(Collected data)
Segment Open

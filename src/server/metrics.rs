//! Prometheus metrics for the supervisor
//!
//! - `warden_service_restarts_total{service}` - automatic and manual restarts
//! - `warden_probe_failures_total{service}` - failed liveness probes
//! - `warden_service_up{service}` - 1 while the process is running

use prometheus::{Encoder, IntCounterVec, IntGaugeVec, Opts, Registry, TextEncoder};
use std::sync::Arc;

pub type SharedMetrics = Arc<SupervisorMetrics>;

pub struct SupervisorMetrics {
    registry: Registry,
    restarts: IntCounterVec,
    probe_failures: IntCounterVec,
    up: IntGaugeVec,
}

impl SupervisorMetrics {
    pub fn new() -> Result<Self, prometheus::Error> {
        let registry = Registry::new();

        let restarts = IntCounterVec::new(
            Opts::new(
                "warden_service_restarts_total",
                "Number of times a service was restarted",
            ),
            &["service"],
        )?;
        let probe_failures = IntCounterVec::new(
            Opts::new(
                "warden_probe_failures_total",
                "Number of failed liveness probes",
            ),
            &["service"],
        )?;
        let up = IntGaugeVec::new(
            Opts::new("warden_service_up", "Whether the service process is running"),
            &["service"],
        )?;

        registry.register(Box::new(restarts.clone()))?;
        registry.register(Box::new(probe_failures.clone()))?;
        registry.register(Box::new(up.clone()))?;

        Ok(Self {
            registry,
            restarts,
            probe_failures,
            up,
        })
    }

    pub fn record_restart(&self, service: &str) {
        self.restarts.with_label_values(&[service]).inc();
    }

    pub fn record_probe_failure(&self, service: &str) {
        self.probe_failures.with_label_values(&[service]).inc();
    }

    pub fn set_up(&self, service: &str, up: bool) {
        self.up.with_label_values(&[service]).set(i64::from(up));
    }

    /// Encode all metrics in Prometheus text format
    pub fn encode(&self) -> Result<String, prometheus::Error> {
        let mut buffer = Vec::new();
        TextEncoder::new().encode(&self.registry.gather(), &mut buffer)?;
        String::from_utf8(buffer).map_err(|e| prometheus::Error::Msg(e.to_string()))
    }
}

/// Create the shared metrics registry
pub fn create_metrics() -> Result<SharedMetrics, prometheus::Error> {
    SupervisorMetrics::new().map(Arc::new)
}
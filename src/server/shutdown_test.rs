//! Tests for shutdown coordination

use super::shutdown::*;
use std::time::Duration;

#[tokio::test]
async fn test_signal_starts_not_shut_down() {
    let (_controller, signal) = shutdown_channel();
    assert!(!signal.is_shutdown());
}

#[tokio::test]
async fn test_wait_resolves_after_shutdown() {
    // ARRANGE
    let (controller, mut signal) = shutdown_channel();
    tokio::spawn(async move {
        tokio::time::sleep(Duration::from_millis(50)).await;
        controller.shutdown();
    });

    // ACT
    let result = tokio::time::timeout(Duration::from_secs(1), signal.wait()).await;

    // ASSERT
    assert!(result.is_ok(), "wait() should resolve once shutdown is sent");
    assert!(signal.is_shutdown());
}

#[tokio::test]
async fn test_every_clone_observes_shutdown() {
    let (controller, signal) = shutdown_channel();
    let mut scheduler = signal.clone();
    let mut supervisor = signal.clone();

    controller.shutdown();

    scheduler.wait().await;
    supervisor.wait().await;
    assert!(signal.is_shutdown());
}

#[tokio::test]
async fn test_dropped_controller_releases_waiters() {
    let (controller, mut signal) = shutdown_channel();
    drop(controller);

    let result = tokio::time::timeout(Duration::from_secs(1), signal.wait()).await;
    assert!(result.is_ok(), "a dropped controller counts as shutdown");
}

Segment Closed

> **Problem to solve**
Starting at the line that contains "filename src/server/shutdown_test.rs", transcribe every line through the last line of the entries above, exactly, and nothing else.

> **Response**
filename src/server/shutdown_test.rs
//! Tests for shutdown coordination

use super::shutdown::*;
use std::time::Duration;

#[tokio::test]
async fn test_signal_starts_not_shut_down() {
    let (_controller, signal) = shutdown_channel();
    assert!(!signal.is_shutdown());
}

#[tokio::test]
async fn test_wait_resolves_after_shutdown() {
    // ARRANGE
    let (controller, mut signal) = shutdown_channel();
    tokio::spawn(async move {
        tokio::time::sleep(Duration::from_millis(50)).await;
        controller.shutdown();
    });

    // ACT
    let result = tokio::time::timeout(Duration::from_secs(1), signal.wait()).await;

    // ASSERT
    assert!(result.is_ok(), "wait() should resolve once shutdown is sent");
    assert!(signal.is_shutdown());
}

#[tokio::test]
async fn test_every_clone_observes_shutdown() {
    let (controller, signal) = shutdown_channel();
    let mut scheduler = signal.clone();
    let mut supervisor = signal.clone();

    controller.shutdown();

    scheduler.wait().await;
    supervisor.wait().await;
    assert!(signal.is_shutdown());
}

#[tokio::test]
async fn test_dropped_controller_releases_waiters() {
    let (controller, mut signal) = shutdown_channel();
    drop(controller);

    let result = tokio::time::timeout(Duration::from_secs(1), signal.wait()).await;
    assert!(result.is_ok(), "a dropped controller counts as shutdown");
}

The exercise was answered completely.